What you need to do:
Write out all of the data without omission, exactly as shown.

____ Records to process

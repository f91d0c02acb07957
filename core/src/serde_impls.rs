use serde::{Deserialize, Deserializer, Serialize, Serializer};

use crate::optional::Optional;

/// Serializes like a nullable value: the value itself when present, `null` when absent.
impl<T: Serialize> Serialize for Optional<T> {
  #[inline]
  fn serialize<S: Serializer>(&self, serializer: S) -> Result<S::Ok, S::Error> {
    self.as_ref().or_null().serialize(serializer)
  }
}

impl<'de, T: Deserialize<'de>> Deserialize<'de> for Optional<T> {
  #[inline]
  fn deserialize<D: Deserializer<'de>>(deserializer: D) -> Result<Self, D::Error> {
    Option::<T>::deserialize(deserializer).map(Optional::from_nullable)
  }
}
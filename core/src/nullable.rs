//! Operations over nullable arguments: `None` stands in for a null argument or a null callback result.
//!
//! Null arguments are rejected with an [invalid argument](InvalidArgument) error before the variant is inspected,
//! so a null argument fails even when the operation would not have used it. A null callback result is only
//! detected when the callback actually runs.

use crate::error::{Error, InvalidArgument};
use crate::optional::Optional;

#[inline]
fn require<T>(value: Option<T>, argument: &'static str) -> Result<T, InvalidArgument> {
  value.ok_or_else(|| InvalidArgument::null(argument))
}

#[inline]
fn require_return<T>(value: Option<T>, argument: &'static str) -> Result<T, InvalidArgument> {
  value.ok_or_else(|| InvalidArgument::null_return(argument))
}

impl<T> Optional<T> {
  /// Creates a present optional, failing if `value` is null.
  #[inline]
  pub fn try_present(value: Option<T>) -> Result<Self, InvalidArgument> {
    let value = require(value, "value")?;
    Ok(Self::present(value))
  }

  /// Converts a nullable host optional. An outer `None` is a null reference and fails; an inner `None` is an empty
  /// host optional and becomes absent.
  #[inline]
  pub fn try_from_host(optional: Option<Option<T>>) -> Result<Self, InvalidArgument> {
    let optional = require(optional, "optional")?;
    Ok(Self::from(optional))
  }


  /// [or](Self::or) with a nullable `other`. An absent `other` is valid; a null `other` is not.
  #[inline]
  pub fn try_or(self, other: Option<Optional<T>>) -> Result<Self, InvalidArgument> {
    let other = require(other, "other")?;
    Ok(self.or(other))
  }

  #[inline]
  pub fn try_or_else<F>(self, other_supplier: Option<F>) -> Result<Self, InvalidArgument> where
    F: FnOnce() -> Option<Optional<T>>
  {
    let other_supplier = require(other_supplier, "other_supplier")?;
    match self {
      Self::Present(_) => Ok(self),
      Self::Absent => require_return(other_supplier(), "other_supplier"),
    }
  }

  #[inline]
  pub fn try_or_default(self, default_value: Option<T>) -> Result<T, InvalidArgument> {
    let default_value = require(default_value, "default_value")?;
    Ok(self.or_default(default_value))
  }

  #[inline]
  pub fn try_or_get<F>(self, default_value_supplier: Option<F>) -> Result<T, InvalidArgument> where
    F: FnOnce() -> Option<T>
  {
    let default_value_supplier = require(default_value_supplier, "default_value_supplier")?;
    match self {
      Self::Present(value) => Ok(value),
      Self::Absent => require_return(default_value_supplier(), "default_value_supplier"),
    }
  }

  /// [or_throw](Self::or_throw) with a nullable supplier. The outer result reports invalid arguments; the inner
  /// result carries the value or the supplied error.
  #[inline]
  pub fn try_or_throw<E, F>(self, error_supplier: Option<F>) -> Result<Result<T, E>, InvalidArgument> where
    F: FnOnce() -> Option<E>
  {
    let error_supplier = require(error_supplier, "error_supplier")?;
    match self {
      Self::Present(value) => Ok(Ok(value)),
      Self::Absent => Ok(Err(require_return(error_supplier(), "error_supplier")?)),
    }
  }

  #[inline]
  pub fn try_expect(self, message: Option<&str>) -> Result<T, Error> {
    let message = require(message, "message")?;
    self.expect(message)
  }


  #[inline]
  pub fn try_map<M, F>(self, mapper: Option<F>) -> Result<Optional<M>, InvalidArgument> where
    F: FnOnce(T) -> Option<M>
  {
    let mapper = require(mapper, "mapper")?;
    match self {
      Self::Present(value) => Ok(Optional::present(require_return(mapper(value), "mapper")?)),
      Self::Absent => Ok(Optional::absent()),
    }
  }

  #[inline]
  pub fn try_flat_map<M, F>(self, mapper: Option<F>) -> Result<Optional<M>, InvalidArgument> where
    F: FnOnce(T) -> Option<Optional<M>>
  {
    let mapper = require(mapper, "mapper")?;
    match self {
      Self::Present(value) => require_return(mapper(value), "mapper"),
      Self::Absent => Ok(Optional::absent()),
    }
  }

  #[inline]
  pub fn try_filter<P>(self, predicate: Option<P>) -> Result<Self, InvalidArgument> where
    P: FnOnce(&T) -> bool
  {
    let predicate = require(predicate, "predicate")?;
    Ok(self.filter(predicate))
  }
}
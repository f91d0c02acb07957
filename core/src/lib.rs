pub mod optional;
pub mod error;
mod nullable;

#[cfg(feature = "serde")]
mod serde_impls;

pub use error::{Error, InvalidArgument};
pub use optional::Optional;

________

Output:
repository f91d0c02acb07957
filename core/src/serde_impls.rs
use serde::{Deserialize, Deserializer, Serialize, Serializer};

use crate::optional::Optional;

/// Serializes like a nullable value: the value itself when present, `null` when absent.
impl<T: Serialize> Serialize for Optional<T> {
  #[inline]
  fn serialize<S: Serializer>(&self, serializer: S) -> Result<S::Ok, S::Error> {
    self.as_ref().or_null().serialize(serializer)
  }
}

impl<'de, T: Deserialize<'de>> Deserialize<'de> for Optional<T> {
  #[inline]
  fn deserialize<D: Deserializer<'de>>(deserializer: D) -> Result<Self, D::Error> {
    Option::<T>::deserialize(deserializer).map(Optional::from_nullable)
  }
}
filename core/src/nullable.rs
//! Operations over nullable arguments: `None` stands in for a null argument or a null callback result.
//!
//! Null arguments are rejected with an [invalid argument](InvalidArgument) error before the variant is inspected,
//! so a null argument fails even when the operation would not have used it. A null callback result is only
//! detected when the callback actually runs.

use crate::error::{Error, InvalidArgument};
use crate::optional::Optional;

#[inline]
fn require<T>(value: Option<T>, argument: &'static str) -> Result<T, InvalidArgument> {
  value.ok_or_else(|| InvalidArgument::null(argument))
}

#[inline]
fn require_return<T>(value: Option<T>, argument: &'static str) -> Result<T, InvalidArgument> {
  value.ok_or_else(|| InvalidArgument::null_return(argument))
}

impl<T> Optional<T> {
  /// Creates a present optional, failing if `value` is null.
  #[inline]
  pub fn try_present(value: Option<T>) -> Result<Self, InvalidArgument> {
    let value = require(value, "value")?;
    Ok(Self::present(value))
  }

  /// Converts a nullable host optional. An outer `None` is a null reference and fails; an inner `None` is an empty
  /// host optional and becomes absent.
  #[inline]
  pub fn try_from_host(optional: Option<Option<T>>) -> Result<Self, InvalidArgument> {
    let optional = require(optional, "optional")?;
    Ok(Self::from(optional))
  }


  /// [or](Self::or) with a nullable `other`. An absent `other` is valid; a null `other` is not.
  #[inline]
  pub fn try_or(self, other: Option<Optional<T>>) -> Result<Self, InvalidArgument> {
    let other = require(other, "other")?;
    Ok(self.or(other))
  }

  #[inline]
  pub fn try_or_else<F>(self, other_supplier: Option<F>) -> Result<Self, InvalidArgument> where
    F: FnOnce() -> Option<Optional<T>>
  {
    let other_supplier = require(other_supplier, "other_supplier")?;
    match self {
      Self::Present(_) => Ok(self),
      Self::Absent => require_return(other_supplier(), "other_supplier"),
    }
  }

  #[inline]
  pub fn try_or_default(self, default_value: Option<T>) -> Result<T, InvalidArgument> {
    let default_value = require(default_value, "default_value")?;
    Ok(self.or_default(default_value))
  }

  #[inline]
  pub fn try_or_get<F>(self, default_value_supplier: Option<F>) -> Result<T, InvalidArgument> where
    F: FnOnce() -> Option<T>
  {
    let default_value_supplier = require(default_value_supplier, "default_value_supplier")?;
    match self {
      Self::Present(value) => Ok(value),
      Self::Absent => require_return(default_value_supplier(), "default_value_supplier"),
    }
  }

  /// [or_throw](Self::or_throw) with a nullable supplier. The outer result reports invalid arguments; the inner
  /// result carries the value or the supplied error.
  #[inline]
  pub fn try_or_throw<E, F>(self, error_supplier: Option<F>) -> Result<Result<T, E>, InvalidArgument> where
    F: FnOnce() -> Option<E>
  {
    let error_supplier = require(error_supplier, "error_supplier")?;
    match self {
      Self::Present(value) => Ok(Ok(value)),
      Self::Absent => Ok(Err(require_return(error_supplier(), "error_supplier")?)),
    }
  }

  #[inline]
  pub fn try_expect(self, message: Option<&str>) -> Result<T, Error> {
    let message = require(message, "message")?;
    self.expect(message)
  }


  #[inline]
  pub fn try_map<M, F>(self, mapper: Option<F>) -> Result<Optional<M>, InvalidArgument> where
    F: FnOnce(T) -> Option<M>
  {
    let mapper = require(mapper, "mapper")?;
    match self {
      Self::Present(value) => Ok(Optional::present(require_return(mapper(value), "mapper")?)),
      Self::Absent => Ok(Optional::absent()),
    }
  }

  #[inline]
  pub fn try_flat_map<M, F>(self, mapper: Option<F>) -> Result<Optional<M>, InvalidArgument> where
    F: FnOnce(T) -> Option<Optional<M>>
  {
    let mapper = require(mapper, "mapper")?;
    match self {
      Self::Present(value) => require_return(mapper(value), "mapper"),
      Self::Absent => Ok(Optional::absent()),
    }
  }

  #[inline]
  pub fn try_filter<P>(self, predicate: Option<P>) -> Result<Self, InvalidArgument> where
    P: FnOnce(&T) -> bool
  {
    let predicate = require(predicate, "predicate")?;
    Ok(self.filter(predicate))
  }
}
repository f91d0c02acb07957
filename core/src/lib.rs
pub mod optional;
pub mod error;
mod nullable;

#[cfg(feature = "serde")]
mod serde_impls;

pub use error::{Error, InvalidArgument};
pub use optional::Optional;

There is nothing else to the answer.